REQUIRED WORK » Across the listing below, count the lines that mention the string "onto". Reply with the figure only.

RECORDS FOR THIS EXERCISE »

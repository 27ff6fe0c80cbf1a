use std::collections::HashMap;

/// A TCP transport in a D-Bus address.
///
/// TCP carries no peer credentials, so EXTERNAL authentication is not
/// available over it; cookie authentication still works.
#[derive(Clone, Debug, PartialEq, Eq)]
pub struct Tcp {
    host: String,
    port: u16,
}

impl Tcp {
    /// Create a new TCP transport for the given host and port.
    pub fn new(host: &str, port: u16) -> Self {
        Self {
            host: host.to_owned(),
            port,
        }
    }

    /// The host name or address.
    pub fn host(&self) -> &str {
        &self.host
    }

    /// The port. May be `0` in a listen address, meaning a kernel-assigned
    /// port.
    pub fn port(&self) -> u16 {
        self.port
    }

    pub(super) fn from_options(opts: &HashMap<&str, String>) -> crate::Result<Self> {
        let host = opts
            .get("host")
            .ok_or_else(|| crate::Error::Address("tcp: address is missing `host`".to_owned()))?;
        let port = opts
            .get("port")
            .ok_or_else(|| crate::Error::Address("tcp: address is missing `port`".to_owned()))?;
        let port = port
            .parse()
            .map_err(|e| crate::Error::Address(format!("tcp: invalid port `{port}`: {e}")))?;

        Ok(Self::new(host, port))
    }
}
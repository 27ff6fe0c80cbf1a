/// The message header-field code.
///
/// Every header field is tagged on the wire with one of these codes. This is
/// mostly an internal D-Bus protocol detail; unknown codes received from a
/// peer are skipped for forward compatibility.
#[repr(u8)]
#[derive(Copy, Clone, Debug, PartialEq, Eq)]
pub(crate) enum FieldCode {
    /// The object to send a call to, or the object a signal is emitted from.
    Path = 1,
    /// The interface to invoke a method call on, or that a signal is emitted
    /// from.
    Interface = 2,
    /// The member, either the method name or signal name.
    Member = 3,
    /// The name of the error that occurred, for errors.
    ErrorName = 4,
    /// The serial number of the message this message is a reply to.
    ReplySerial = 5,
    /// The name of the connection this message is intended for.
    Destination = 6,
    /// Unique name of the sending connection.
    Sender = 7,
    /// The signature of the message body.
    Signature = 8,
    /// The number of Unix file descriptors that accompany the message.
    UnixFDs = 9,
}

impl FieldCode {
    /// Map a wire byte onto a known code; `None` for codes we skip.
    pub fn from_byte(val: u8) -> Option<Self> {
        match val {
            1 => Some(Self::Path),
            2 => Some(Self::Interface),
            3 => Some(Self::Member),
            4 => Some(Self::ErrorName),
            5 => Some(Self::ReplySerial),
            6 => Some(Self::Destination),
            7 => Some(Self::Sender),
            8 => Some(Self::Signature),
            9 => Some(Self::UnixFDs),
            _ => None,
        }
    }
}
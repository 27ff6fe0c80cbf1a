use std::{error, fmt, io, sync::Arc};

/// The error type for `corebus`.
///
/// The various errors that can be reported by this crate.
#[derive(Clone, Debug)]
#[non_exhaustive]
pub enum Error {
    /// Invalid D-Bus address.
    Address(String),
    /// An I/O error.
    InputOutput(Arc<io::Error>),
    /// Invalid message field.
    InvalidField,
    /// Invalid D-Bus name, object path or signature.
    InvalidName(String),
    /// Data too large (message, signature or auth buffer overflow).
    ExcessData,
    /// Endian signature invalid or doesn't match expectation.
    IncorrectEndian,
    /// Incoming byte stream violated the wire format; the connection is dead.
    CorruptedMessage(String),
    /// Initial handshake error.
    Handshake(String),
    /// An error occurred on the keyring used for cookie authentication.
    Keyring(String),
    /// Unexpected or incorrect message type for the requested operation.
    InvalidMessageType,
    /// A D-Bus error reply to a method call, carrying the error name and the
    /// optional human-readable message from the reply body.
    MethodError(String, Option<String>),
    /// A pending call's deadline passed without a reply.
    NoReply,
    /// The connection is (now) disconnected.
    Disconnected,
    /// The requested operation is not supported (e.g. fd passing over TCP).
    Unsupported,
    /// Thread-synchronization state was poisoned by a panic elsewhere.
    Poisoned,
}

impl PartialEq for Error {
    fn eq(&self, other: &Self) -> bool {
        match (self, other) {
            (Error::Address(s), Error::Address(o)) => s == o,
            (Error::InvalidField, Error::InvalidField) => true,
            (Error::InvalidName(s), Error::InvalidName(o)) => s == o,
            (Error::ExcessData, Error::ExcessData) => true,
            (Error::IncorrectEndian, Error::IncorrectEndian) => true,
            (Error::CorruptedMessage(s), Error::CorruptedMessage(o)) => s == o,
            (Error::Handshake(s), Error::Handshake(o)) => s == o,
            (Error::Keyring(s), Error::Keyring(o)) => s == o,
            (Error::InvalidMessageType, Error::InvalidMessageType) => true,
            (Error::MethodError(n, m), Error::MethodError(n2, m2)) => n == n2 && m == m2,
            (Error::NoReply, Error::NoReply) => true,
            (Error::Disconnected, Error::Disconnected) => true,
            (Error::Unsupported, Error::Unsupported) => true,
            (Error::Poisoned, Error::Poisoned) => true,
            (Error::InputOutput(_), Error::InputOutput(_)) => false,
            (_, _) => false,
        }
    }
}

impl error::Error for Error {
    fn source(&self) -> Option<&(dyn error::Error + 'static)> {
        match self {
            Error::InputOutput(e) => Some(e.as_ref()),
            _ => None,
        }
    }
}

impl fmt::Display for Error {
    fn fmt(&self, f: &mut fmt::Formatter<'_>) -> fmt::Result {
        match self {
            Error::Address(e) => write!(f, "address error: {e}"),
            Error::InputOutput(e) => write!(f, "I/O error: {e}"),
            Error::InvalidField => write!(f, "invalid message field"),
            Error::InvalidName(e) => write!(f, "invalid name: {e}"),
            Error::ExcessData => write!(f, "excess data"),
            Error::IncorrectEndian => write!(f, "incorrect endian"),
            Error::CorruptedMessage(e) => write!(f, "corrupted message stream: {e}"),
            Error::Handshake(e) => write!(f, "authentication error: {e}"),
            Error::Keyring(e) => write!(f, "keyring error: {e}"),
            Error::InvalidMessageType => write!(f, "invalid message type"),
            Error::MethodError(name, None) => write!(f, "{name}"),
            Error::MethodError(name, Some(msg)) => write!(f, "{name}: {msg}"),
            Error::NoReply => write!(f, "timeout waiting for reply"),
            Error::Disconnected => write!(f, "connection is disconnected"),
            Error::Unsupported => write!(f, "operation not supported"),
            Error::Poisoned => write!(f, "internal lock poisoned"),
        }
    }
}

impl From<io::Error> for Error {
    fn from(val: io::Error) -> Self {
        Error::InputOutput(Arc::new(val))
    }
}

impl From<rustix::io::Errno> for Error {
    fn from(val: rustix::io::Errno) -> Self {
        io::Error::from(val).into()
    }
}

impl From<hex::FromHexError> for Error {
    fn from(e: hex::FromHexError) -> Self {
        Error::Handshake(format!("invalid hex encoding: {e}"))
    }
}

impl From<base64::DecodeError> for Error {
    fn from(e: base64::DecodeError) -> Self {
        Error::Handshake(format!("invalid base64 encoding: {e}"))
    }
}

impl<T> From<std::sync::PoisonError<T>> for Error {
    fn from(_: std::sync::PoisonError<T>) -> Self {
        Error::Poisoned
    }
}

/// Alias for a `Result` with the error type [`Error`].
pub type Result<T> = std::result::Result<T, Error>;

/// D-Bus error name sent in reply to a call on an unregistered method.
pub(crate) const ERR_UNKNOWN_METHOD: &str = "org.freedesktop.DBus.Error.UnknownMethod";
/// D-Bus error name synthesized when a pending call times out.
pub(crate) const ERR_NO_REPLY: &str = "org.freedesktop.DBus.Error.NoReply";
/// D-Bus error name synthesized when the connection drops with calls in flight.
pub(crate) const ERR_DISCONNECTED: &str = "org.freedesktop.DBus.Error.Disconnected";

impl Error {
    /// Map a D-Bus error reply into an `Error`.
    ///
    /// The synthetic reply names used for local conditions map back onto their
    /// dedicated variants so callers can match on them directly.
    pub(crate) fn from_error_reply(name: &str, message: Option<String>) -> Self {
        match name {
            ERR_NO_REPLY => Error::NoReply,
            ERR_DISCONNECTED => Error::Disconnected,
            _ => Error::MethodError(name.to_owned(), message),
        }
    }
}
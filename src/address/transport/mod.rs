//! D-Bus transport information module.
//!
//! This module provides the transport part of a D-Bus address and the
//! connected-stream type produced by it.

use crate::{Error, Result};
use std::collections::HashMap;
use std::net::TcpStream;
use std::os::fd::{AsRawFd, RawFd};
use std::os::unix::net::{SocketAddr, UnixStream};

mod tcp;
pub use tcp::Tcp;
mod unix;
pub use unix::{Unix, UnixSocket};

#[cfg(target_os = "linux")]
use std::os::linux::net::SocketAddrExt;

/// The transport properties of a D-Bus address.
#[derive(Clone, Debug, PartialEq, Eq)]
#[non_exhaustive]
pub enum Transport {
    /// A Unix domain socket address.
    Unix(Unix),
    /// A TCP address.
    Tcp(Tcp),
}

/// A connected client stream, before any handshake has run on it.
#[derive(Debug)]
pub enum Stream {
    Unix(UnixStream),
    Tcp(TcpStream),
}

impl AsRawFd for Stream {
    fn as_raw_fd(&self) -> RawFd {
        match self {
            Stream::Unix(s) => s.as_raw_fd(),
            Stream::Tcp(s) => s.as_raw_fd(),
        }
    }
}

impl Transport {
    pub(crate) fn connect(self) -> Result<Stream> {
        match self {
            Transport::Unix(unix) => {
                let addr = match unix.take_path() {
                    UnixSocket::File(path) => SocketAddr::from_pathname(path)?,
                    #[cfg(target_os = "linux")]
                    UnixSocket::Abstract(name) => {
                        SocketAddr::from_abstract_name(name.as_encoded_bytes())?
                    }
                    UnixSocket::Dir(_) | UnixSocket::TmpDir(_) => {
                        // you can't connect to a unix:dir
                        return Err(Error::Unsupported);
                    }
                };
                let stream = UnixStream::connect_addr(&addr)?;
                stream.set_nonblocking(false)?;

                Ok(Stream::Unix(stream))
            }
            Transport::Tcp(tcp) => {
                let stream = TcpStream::connect((tcp.host(), tcp.port()))?;
                stream.set_nonblocking(false)?;
                stream.set_nodelay(true)?;

                Ok(Stream::Tcp(stream))
            }
        }
    }

    // Helper for `FromStr` impl of `Address`.
    pub(super) fn from_options(transport: &str, options: &HashMap<&str, String>) -> Result<Self> {
        match transport {
            "unix" => Unix::from_options(options).map(Self::Unix),
            "tcp" => Tcp::from_options(options).map(Self::Tcp),
            _ => Err(Error::Address(format!(
                "unsupported transport '{transport}'"
            ))),
        }
    }
}
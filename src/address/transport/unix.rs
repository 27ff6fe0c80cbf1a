#[cfg(target_os = "linux")]
use std::ffi::OsString;
use std::collections::HashMap;
use std::path::PathBuf;

/// A Unix domain socket transport in a D-Bus address.
#[derive(Clone, Debug, PartialEq, Eq)]
pub struct Unix {
    path: UnixSocket,
}

impl Unix {
    /// Create a new Unix transport with the given path.
    pub fn new(path: UnixSocket) -> Self {
        Self { path }
    }

    /// The path.
    pub fn path(&self) -> &UnixSocket {
        &self.path
    }

    /// Take the path, consuming `self`.
    pub fn take_path(self) -> UnixSocket {
        self.path
    }

    pub(super) fn from_options(opts: &HashMap<&str, String>) -> crate::Result<Self> {
        let path = opts.get("path");
        let abs = opts.get("abstract");
        let dir = opts.get("dir");
        let tmpdir = opts.get("tmpdir");
        let path = match (path, abs, dir, tmpdir) {
            (Some(p), None, None, None) => UnixSocket::File(PathBuf::from(p)),
            #[cfg(target_os = "linux")]
            (None, Some(p), None, None) => UnixSocket::Abstract(OsString::from(p)),
            #[cfg(not(target_os = "linux"))]
            (None, Some(_), None, None) => {
                return Err(crate::Error::Address(
                    "abstract sockets currently Linux-only".to_owned(),
                ));
            }
            (None, None, Some(p), None) => UnixSocket::Dir(PathBuf::from(p)),
            (None, None, None, Some(p)) => UnixSocket::TmpDir(PathBuf::from(p)),
            _ => {
                return Err(crate::Error::Address("unix: address is invalid".to_owned()));
            }
        };

        Ok(Self::new(path))
    }
}

/// A Unix domain socket path in a D-Bus address.
#[derive(Clone, Debug, PartialEq, Eq)]
#[non_exhaustive]
pub enum UnixSocket {
    /// A path to a unix domain socket on the filesystem.
    File(PathBuf),
    /// A abstract unix domain socket name.
    #[cfg(target_os = "linux")]
    Abstract(OsString),
    /// A listenable address using the specified directory, in which a socket
    /// file with a random name starting with `dbus-` will be created by the
    /// server.
    ///
    /// This address is only relevant to server implementations; connecting to
    /// it is an error.
    Dir(PathBuf),
    /// The same as `Dir`, except that on platforms with abstract sockets the
    /// server may create an abstract socket whose name starts with this
    /// directory instead of a path-based socket.
    ///
    /// This address is only relevant to server implementations.
    TmpDir(PathBuf),
}
//! One-shot wake-up tokens handed to host event loops.

use std::{
    fmt,
    sync::{
        atomic::{AtomicBool, Ordering},
        Arc, Mutex,
    },
    time::{Duration, Instant},
};

/// A "call me after this long" token.
///
/// The connection registers one per pending call through the timeout hooks.
/// The host arranges a wake-up [`Timeout::interval`] after registration (or
/// after the last restart) and calls `Connection::handle_timeout` when it
/// fires; a disabled timeout must not fire. Clones share one state.
#[derive(Clone)]
pub struct Timeout {
    inner: Arc<TimeoutInner>,
}

struct TimeoutInner {
    interval: Duration,
    enabled: AtomicBool,
    deadline: Mutex<Option<Instant>>,
}

impl Timeout {
    pub(crate) fn new(interval: Duration) -> Self {
        Self {
            inner: Arc::new(TimeoutInner {
                interval,
                enabled: AtomicBool::new(true),
                deadline: Mutex::new(Some(Instant::now() + interval)),
            }),
        }
    }

    /// The requested delay.
    pub fn interval(&self) -> Duration {
        self.inner.interval
    }

    /// Whether the timeout is still armed.
    pub fn enabled(&self) -> bool {
        self.inner.enabled.load(Ordering::Acquire)
    }

    /// The absolute point the timeout should fire at, while armed.
    pub fn deadline(&self) -> Option<Instant> {
        if !self.enabled() {
            return None;
        }
        self.inner.deadline.lock().ok().and_then(|d| *d)
    }

    /// Whether the deadline has passed.
    pub fn is_expired(&self, now: Instant) -> bool {
        matches!(self.deadline(), Some(deadline) if deadline <= now)
    }

    pub(crate) fn disarm(&self) {
        self.inner.enabled.store(false, Ordering::Release);
        if let Ok(mut deadline) = self.inner.deadline.lock() {
            *deadline = None;
        }
    }

    /// Identity comparison: two clones of the same timeout.
    pub fn same_as(&self, other: &Timeout) -> bool {
        Arc::ptr_eq(&self.inner, &other.inner)
    }
}

impl fmt::Debug for Timeout {
    fn fmt(&self, f: &mut fmt::Formatter<'_>) -> fmt::Result {
        f.debug_struct("Timeout")
            .field("interval", &self.inner.interval)
            .field("enabled", &self.enabled())
            .finish()
    }
}

#[cfg(test)]
mod tests {
    use super::*;

    #[test]
    fn deadline_tracks_interval() {
        let timeout = Timeout::new(Duration::from_millis(50));
        let deadline = timeout.deadline().unwrap();
        assert!(deadline > Instant::now());
        assert!(!timeout.is_expired(Instant::now()));
        assert!(timeout.is_expired(Instant::now() + Duration::from_millis(60)));
    }

    #[test]
    fn disarm_clears_the_deadline() {
        let timeout = Timeout::new(Duration::from_millis(5));
        let clone = timeout.clone();
        timeout.disarm();
        assert!(!clone.enabled());
        assert_eq!(clone.deadline(), None);
        assert!(!clone.is_expired(Instant::now() + Duration::from_secs(1)));
    }
}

FINAL ANSWER » 2